Pretend that some uninformed clubber went to hear The New Deal‘s “progressive breakbeat house” music at the Blind Pig tomorrow night. She’d hear funky electronic music and assume that a DJ was hiding at the back of the venue. Then she’d move closer and see a pair of drum sticks rhythmically slicing through the air. Soon she’d realize that the guy she thought was operating the laptop is actually playing the keyboards, and right next to him is a real live bassist.
The New Deal — made up of keyboardist Jamie Shields, bassist Dan Kurtz and drummer Darren Shearer — began as a Canadian funk/acid-jazz group in the late ’90s, delving into electronica after they tired of playing the same old grooves.
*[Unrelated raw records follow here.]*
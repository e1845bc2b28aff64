use std::collections::BTreeMap;

use serde::{Deserialize, Serialize};

/// A selectable anomaly type or severity as listed by the backend.
#[derive(Debug, Clone, PartialEq, Eq, Serialize, Deserialize)]
pub struct FilterOption {
    pub id: String,
    pub label: String,
}

#[derive(Debug, Clone, Copy, PartialEq, Eq, Default, Serialize, Deserialize)]
#[serde(rename_all = "snake_case")]
pub enum SortOrder {
    Asc,
    #[default]
    Desc,
}

impl SortOrder {
    pub fn as_str(&self) -> &'static str {
        match self {
            SortOrder::Asc => "asc",
            SortOrder::Desc => "desc",
        }
    }

    pub fn parse(s: &str) -> Option<Self> {
        match s {
            "asc" => Some(SortOrder::Asc),
            "desc" => Some(SortOrder::Desc),
            _ => None,
        }
    }

    pub fn flipped(self) -> Self {
        match self {
            SortOrder::Asc => SortOrder::Desc,
            SortOrder::Desc => SortOrder::Asc,
        }
    }
}

/// One page of the historical anomaly table.
#[derive(Debug, Clone, PartialEq, Serialize, Deserialize)]
pub struct HistoricalPage {
    pub columns: Vec<String>,
    pub rows: Vec<BTreeMap<String, serde_json::Value>>,
    pub total_rows: u64,
    pub total_pages: u32,
    #[serde(default, skip_serializing_if = "Option::is_none")]
    pub highlights: Option<Vec<serde_json::Value>>,
}

impl HistoricalPage {
    pub fn empty() -> Self {
        Self {
            columns: Vec::new(),
            rows: Vec::new(),
            total_rows: 0,
            total_pages: 0,
            highlights: None,
        }
    }
}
A recording of one of their first shows as The New Deal, This Is Live, remains their top-selling album to date.
If the idea of a live band playing breakbeat music sounds gimmicky, remember that these three heads are better than one: The New Deal collaborate in real time, collectively improvising new music as they go. “The three of us are constantly thinking about where the show is going,” Shearer said. “Very rarely are you thinking about what you’re playing right at the moment, it has much more to do with what you’re going to play next.”
That means that The New Deal will “jam” tomorrow night, but not in the conventional sense. For this group, improvisation is more than just picking a key and adding a danceable beat. Shields and Kurtz have created a system of hand signals in order to establish modes and keys, while Shearer uses his own hand gestures to sign different beats and rhythms. “It’s great because it becomes much less of a jam and more of a conscious effort to write music live,” Shearer said.
Listeners shouldn’t get the impression that everything The New Deal do onstage is made up on the spot: The band has released two studio albums to support their live creations. The title track on 2003’s Gone Gone Gone wraps tight instrumental hooks around a few minutes of improvisation, showing off a more melodic approach that some listeners may have missed. Even Shearer felt the change from behind his drum kit: “We took about a year off, and when we came back. I noticed that there’s a big difference in our sound and that everyone’s been noticing it, fans included.” They also enlisted vocalists for a couple of album tracks: Canadian songwriter Martina Sorbara (Kurtz’s spouse) and chick-rocker Feist (“She’s huge in Germany,” Shearer said).
Despite the tighter structures found on the album, the band’s first love is the stage. “You can’t get energy from the crowd when you’re in the studio, and that’s a huge part of our music,” Shearer explained. The Blind Pig should be just the right venue for The New Deal’s “no sampler, no sequencer” live electronic sound.